La globalización no está en peligro, a pesar de las apariencias. Volver al tribalismo no es solución por mucho que el cierre de fronteras, las medidas proteccionistas o las actitudes xenófobas puedan tener algún eco social con carácter transitorio. Ahora bien, el refuerzo de la soberanía estatal y el fracaso de las fórmulas multilaterales exigen una reflexión sobre los errores cometidos. Los populismos pretenden tener razón, tanto desde la derecha (nacionalismo a ultranza) como desde la izquierda (la “gente” contra la “casta”). En función de la coyuntura política sorprende ver a los primeros preocupados por los derechos humanos, que siempre han despreciado, y a los segundos, reclamando un sentido de Estado que nunca han practicado. El populismo, forma contemporánea de la demagogia, se hace fuerte cuando las ideologías sensatas dejan de ofrecer soluciones ante el futuro incierto. Por eso, la gestión pospandemia (política, social, económica; también moral) debe ser a la vez prudente y eficiente. Este es el gran desafío para la democracia constitucional. Y una seria duda: ¿tenemos líderes en Europa y en América a la altura de las circunstancias?
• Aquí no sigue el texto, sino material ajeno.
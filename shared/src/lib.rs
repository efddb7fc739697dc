//! Shared types for the Mesa reservation engine
//!
//! Common types used by the booking server and its clients: floor-plan
//! models, the operating schedule, reservation state and events, and the
//! request/response shapes of the booking API.

pub mod models;
pub mod reservation;
pub mod util;

// Re-exports
pub use serde::{Deserialize, Serialize};

// Reservation re-exports (for convenient access)
pub use reservation::{Reservation, ReservationEvent, ReservationStatus, TransitionEvent};
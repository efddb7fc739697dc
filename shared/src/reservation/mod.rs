//! Reservation domain types
//!
//! The reservation snapshot, its status, the immutable event records the
//! server persists, and the booking API request/response shapes.

pub mod event;
pub mod request;
pub mod snapshot;
pub mod types;

pub use event::{EventPayload, ReservationEvent, ReservationEventType};
pub use request::{
    AvailabilityReport, BookingRequest, CancelRequest, RescheduleRequest, StatusChangeRequest,
};
pub use snapshot::Reservation;
pub use types::{Customer, ReservationSource, ReservationStatus, TimeSlot, TransitionEvent};
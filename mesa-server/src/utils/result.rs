//! Unified Result alias

use crate::utils::AppError;

/// Application-level Result, used by handlers and the booking pipeline
pub type AppResult<T> = Result<T, AppError>;
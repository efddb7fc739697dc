//! Floor-plan and schedule models
//!
//! Read-mostly entities managed through the admin API. The booking path
//! only ever reads them through a cached snapshot.

pub mod dining_table;
pub mod schedule;
pub mod zone;

pub use dining_table::{DiningTable, DiningTableCreate, DiningTableUpdate};
pub use schedule::{OpenInterval, OperatingSchedule};
pub use zone::{Zone, ZoneCreate, ZoneUpdate};
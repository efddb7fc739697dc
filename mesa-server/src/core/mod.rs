//! 核心模块 - 服务器配置、状态与 HTTP 服务
//!
//! # 模块结构
//!
//! - [`Config`] - 服务器配置
//! - [`ServerState`] - 服务器状态
//! - [`Server`] - HTTP 服务器

pub mod config;
pub mod server;
pub mod state;

pub use config::Config;
pub use server::Server;
pub use state::{ResourceVersions, ServerState};
//! redb-based storage layer for reservation event sourcing
//!
//! # Tables
//!
//! | Table | Key | Value | Purpose |
//! |-------|-----|-------|---------|
//! | `reservation_events` | `(reservation_id, sequence)` | `ReservationEvent` | Event stream (append-only) |
//! | `reservation_snapshots` | `reservation_id` | `Reservation` | Snapshot cache |
//! | `reservation_day_index` | `(day, reservation_id)` | `()` | Service-day index |
//! | `processed_commands` | `command_id` | `reservation_id` | Idempotency check |
//! | `sequence_counter` | key string | `u64` | Global sequence + daily number counter |
//!
//! The idempotency table stores the reservation id the command produced, so a
//! duplicate submission can be answered with the original outcome instead of a
//! bare "already processed".
//!
//! # Durability
//!
//! redb commits with `Durability::Immediate`: once `commit()` returns the
//! admission decision survives power loss. On the create path the event,
//! snapshot, day index entry and idempotency marker all land in ONE write
//! transaction, so a crash can never leave a half-admitted reservation.

use redb::{
    Database, ReadableDatabase, ReadableTable, ReadableTableMetadata, TableDefinition,
    WriteTransaction,
};
use shared::reservation::{Reservation, ReservationEvent};
use std::sync::Arc;

use crate::db::{StorageError, StorageResult};

/// Table for storing events: key = (reservation_id, sequence), value = JSON-serialized ReservationEvent
const EVENTS_TABLE: TableDefinition<(i64, u64), &[u8]> =
    TableDefinition::new("reservation_events");

/// Table for storing snapshots: key = reservation_id, value = JSON-serialized Reservation
const SNAPSHOTS_TABLE: TableDefinition<i64, &[u8]> =
    TableDefinition::new("reservation_snapshots");

/// Table for the service-day index: key = (day "YYYY-MM-DD", reservation_id)
const DAY_INDEX_TABLE: TableDefinition<(&str, i64), ()> =
    TableDefinition::new("reservation_day_index");

/// Table for tracking processed commands: key = command_id, value = reservation_id
const PROCESSED_COMMANDS_TABLE: TableDefinition<&str, i64> =
    TableDefinition::new("processed_commands");

/// Table for counters: key = "seq" / "rsv_date" / "rsv_count", value = u64
const SEQUENCE_TABLE: TableDefinition<&str, u64> = TableDefinition::new("sequence_counter");

const SEQUENCE_KEY: &str = "seq";
const NUMBER_DATE_KEY: &str = "rsv_date";
const NUMBER_COUNT_KEY: &str = "rsv_count";

/// Reservation storage backed by redb
#[derive(Clone)]
pub struct ReservationStorage {
    db: Arc<Database>,
}

impl ReservationStorage {
    /// Open the reservation tables on the shared database handle
    pub fn new(db: Arc<Database>) -> StorageResult<Self> {
        let write_txn = db.begin_write()?;
        {
            let _ = write_txn.open_table(EVENTS_TABLE)?;
            let _ = write_txn.open_table(SNAPSHOTS_TABLE)?;
            let _ = write_txn.open_table(DAY_INDEX_TABLE)?;
            let _ = write_txn.open_table(PROCESSED_COMMANDS_TABLE)?;

            let mut seq_table = write_txn.open_table(SEQUENCE_TABLE)?;
            if seq_table.get(SEQUENCE_KEY)?.is_none() {
                seq_table.insert(SEQUENCE_KEY, 0u64)?;
            }
        }
        write_txn.commit()?;

        Ok(Self { db })
    }

    /// Begin a write transaction
    pub fn begin_write(&self) -> StorageResult<WriteTransaction> {
        Ok(self.db.begin_write()?)
    }

    // ========== Sequence Operations ==========

    /// Increment and return the global sequence number (within transaction)
    pub fn increment_sequence(&self, txn: &WriteTransaction) -> StorageResult<u64> {
        let mut table = txn.open_table(SEQUENCE_TABLE)?;
        let current = table
            .get(SEQUENCE_KEY)?
            .map(|guard| guard.value())
            .unwrap_or(0);
        let next = current + 1;
        table.insert(SEQUENCE_KEY, next)?;
        Ok(next)
    }

    /// Get current sequence (read-only)
    pub fn current_sequence(&self) -> StorageResult<u64> {
        let read_txn = self.db.begin_read()?;
        let table = read_txn.open_table(SEQUENCE_TABLE)?;
        Ok(table
            .get(SEQUENCE_KEY)?
            .map(|guard| guard.value())
            .unwrap_or(0))
    }

    // ========== Reservation Number (human-facing) ==========

    /// Allocate the next reservation number for `day` (a `YYYYMMDD` string)
    ///
    /// The counter resets when the stored date changes and the allocation is
    /// part of the surrounding write transaction, so a crash cannot hand out
    /// the same number twice.
    pub fn next_reservation_number(
        &self,
        txn: &WriteTransaction,
        day: &str,
    ) -> StorageResult<String> {
        let day_u64: u64 = day.parse().unwrap_or(0);

        let mut table = txn.open_table(SEQUENCE_TABLE)?;
        let stored_date = table
            .get(NUMBER_DATE_KEY)?
            .map(|g| g.value())
            .unwrap_or(0);

        let count = if stored_date != day_u64 {
            table.insert(NUMBER_DATE_KEY, day_u64)?;
            table.insert(NUMBER_COUNT_KEY, 1u64)?;
            1
        } else {
            let next = table
                .get(NUMBER_COUNT_KEY)?
                .map(|g| g.value())
                .unwrap_or(0)
                + 1;
            table.insert(NUMBER_COUNT_KEY, next)?;
            next
        };

        Ok(format!("RSV{day}{count:04}"))
    }

    // ========== Command Idempotency ==========

    /// Reservation id produced by a previously processed command, if any
    pub fn processed_command(&self, command_id: &str) -> StorageResult<Option<i64>> {
        let read_txn = self.db.begin_read()?;
        let table = read_txn.open_table(PROCESSED_COMMANDS_TABLE)?;
        Ok(table.get(command_id)?.map(|g| g.value()))
    }

    /// Same check inside an open write transaction
    pub fn processed_command_txn(
        &self,
        txn: &WriteTransaction,
        command_id: &str,
    ) -> StorageResult<Option<i64>> {
        let table = txn.open_table(PROCESSED_COMMANDS_TABLE)?;
        Ok(table.get(command_id)?.map(|g| g.value()))
    }

    /// Mark a command as processed, recording the reservation it touched
    pub fn mark_command_processed(
        &self,
        txn: &WriteTransaction,
        command_id: &str,
        reservation_id: i64,
    ) -> StorageResult<()> {
        let mut table = txn.open_table(PROCESSED_COMMANDS_TABLE)?;
        table.insert(command_id, reservation_id)?;
        Ok(())
    }

    // ========== Event Operations ==========

    /// Store an event
    pub fn store_event(
        &self,
        txn: &WriteTransaction,
        event: &ReservationEvent,
    ) -> StorageResult<()> {
        let mut table = txn.open_table(EVENTS_TABLE)?;
        let key = (event.reservation_id, event.sequence);
        let value = serde_json::to_vec(event)?;
        table.insert(key, value.as_slice())?;
        Ok(())
    }

    /// Get all events for a reservation, in sequence order
    pub fn events_for_reservation(
        &self,
        reservation_id: i64,
    ) -> StorageResult<Vec<ReservationEvent>> {
        let read_txn = self.db.begin_read()?;
        let table = read_txn.open_table(EVENTS_TABLE)?;

        let mut events = Vec::new();
        let range_start = (reservation_id, 0u64);
        let range_end = (reservation_id, u64::MAX);

        for result in table.range(range_start..=range_end)? {
            let (_key, value) = result?;
            let event: ReservationEvent = serde_json::from_slice(value.value())?;
            events.push(event);
        }

        events.sort_by_key(|e| e.sequence);
        Ok(events)
    }

    /// Get events past a given global sequence (across all reservations)
    pub fn events_since(&self, since_sequence: u64) -> StorageResult<Vec<ReservationEvent>> {
        let read_txn = self.db.begin_read()?;
        let table = read_txn.open_table(EVENTS_TABLE)?;

        let mut events = Vec::new();
        for result in table.iter()? {
            let (_key, value) = result?;
            let event: ReservationEvent = serde_json::from_slice(value.value())?;
            if event.sequence > since_sequence {
                events.push(event);
            }
        }

        events.sort_by_key(|e| e.sequence);
        Ok(events)
    }

    // ========== Snapshot Operations ==========

    /// Store a snapshot
    pub fn store_snapshot(
        &self,
        txn: &WriteTransaction,
        snapshot: &Reservation,
    ) -> StorageResult<()> {
        let mut table = txn.open_table(SNAPSHOTS_TABLE)?;
        let value = serde_json::to_vec(snapshot)?;
        table.insert(snapshot.id, value.as_slice())?;
        Ok(())
    }

    /// Get a snapshot by reservation id
    pub fn snapshot(&self, reservation_id: i64) -> StorageResult<Option<Reservation>> {
        let read_txn = self.db.begin_read()?;
        let table = read_txn.open_table(SNAPSHOTS_TABLE)?;
        match table.get(reservation_id)? {
            Some(value) => Ok(Some(serde_json::from_slice(value.value())?)),
            None => Ok(None),
        }
    }

    /// Get a snapshot, failing if absent
    pub fn require_snapshot(&self, reservation_id: i64) -> StorageResult<Reservation> {
        self.snapshot(reservation_id)?
            .ok_or(StorageError::ReservationNotFound(reservation_id))
    }

    /// Get a snapshot inside an open write transaction
    pub fn snapshot_txn(
        &self,
        txn: &WriteTransaction,
        reservation_id: i64,
    ) -> StorageResult<Option<Reservation>> {
        let table = txn.open_table(SNAPSHOTS_TABLE)?;
        match table.get(reservation_id)? {
            Some(value) => Ok(Some(serde_json::from_slice(value.value())?)),
            None => Ok(None),
        }
    }

    // ========== Day Index ==========

    /// Index a reservation under its service day (`YYYY-MM-DD`)
    pub fn index_day(
        &self,
        txn: &WriteTransaction,
        day: &str,
        reservation_id: i64,
    ) -> StorageResult<()> {
        let mut table = txn.open_table(DAY_INDEX_TABLE)?;
        table.insert((day, reservation_id), ())?;
        Ok(())
    }

    /// Drop a day index entry (reschedules move the reservation between days)
    pub fn unindex_day(
        &self,
        txn: &WriteTransaction,
        day: &str,
        reservation_id: i64,
    ) -> StorageResult<()> {
        let mut table = txn.open_table(DAY_INDEX_TABLE)?;
        table.remove((day, reservation_id))?;
        Ok(())
    }

    /// All reservations indexed under a service day, any status
    pub fn reservations_for_day(&self, day: &str) -> StorageResult<Vec<Reservation>> {
        let read_txn = self.db.begin_read()?;
        let index = read_txn.open_table(DAY_INDEX_TABLE)?;
        let snapshots = read_txn.open_table(SNAPSHOTS_TABLE)?;

        let range_start = (day, i64::MIN);
        let range_end = (day, i64::MAX);

        let mut reservations = Vec::new();
        for result in index.range(range_start..=range_end)? {
            let (key, _) = result?;
            let (_, reservation_id) = key.value();
            if let Some(value) = snapshots.get(reservation_id)? {
                reservations.push(serde_json::from_slice::<Reservation>(value.value())?);
            }
        }

        reservations.sort_by_key(|r| (r.requested_at, r.id));
        Ok(reservations)
    }

    // ========== Statistics ==========

    /// Storage counters for the health endpoint
    pub fn stats(&self) -> StorageResult<StorageStats> {
        let read_txn = self.db.begin_read()?;

        let events_table = read_txn.open_table(EVENTS_TABLE)?;
        let snapshots_table = read_txn.open_table(SNAPSHOTS_TABLE)?;
        let commands_table = read_txn.open_table(PROCESSED_COMMANDS_TABLE)?;
        let seq_table = read_txn.open_table(SEQUENCE_TABLE)?;

        Ok(StorageStats {
            event_count: events_table.len()?,
            snapshot_count: snapshots_table.len()?,
            processed_command_count: commands_table.len()?,
            current_sequence: seq_table
                .get(SEQUENCE_KEY)?
                .map(|guard| guard.value())
                .unwrap_or(0),
        })
    }
}

/// Storage statistics
#[derive(Debug, Clone, serde::Serialize)]
pub struct StorageStats {
    pub event_count: u64,
    pub snapshot_count: u64,
    pub processed_command_count: u64,
    pub current_sequence: u64,
}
No es cierto que los sistemas autoritarios (por calificar generosamente a la República Popular China) hayan sido más eficaces en la lucha contra la covid-19. Es una realidad indiscutible que el origen del virus se sitúa en Wuhan, lo cual no significa dar pábulo a teorías conspiratorias, fake news a gran escala. China empezó antes y terminó antes. Se puede culpar a los Gobiernos democráticos (a casi todos) de no haber sido sensibles a las advertencias científicas. Pero, constatado el error inicial, los medios y los resultados no son ni mejores ni peores, aquí o allí. En Europa, nuestras democracias obtienen resultados dispares: como es notorio, Portugal o Grecia y algunos países nórdicos han hecho bien su tarea. El caos administrativo (test que no llegan; mascarillas que no sirven; hospitales que no funcionan) y las órdenes contradictorias no dejan en buen lugar a las autoridades, pero conviene ser conscientes de las dimensiones de la crisis antes de lanzar la primera piedra. Felizmente, en democracia, los ciudadanos tendrán la oportunidad de juzgar en las urnas (y, cuando proceda, también los jueces en sus sentencias). Pero, salvo por malevolencia o por ignorancia, no es lícito extraer conclusiones en favor de modelos autoritarios frente a las (imperfectas, por supuesto) democracias constitucionales.
Ojalá termine lo antes posible la emergencia sanitaria y podamos ocuparnos de discutir sobre las políticas necesarias para paliar las consecuencias inevitables. He aquí la sabia reflexión del personaje de Marcel Proust, de acuerdo con la experiencia universal: “La vida se reanuda después de los acontecimientos más singulares”.
Benigno Pendás es catedrático y académico de Ciencias Morales y Políticas.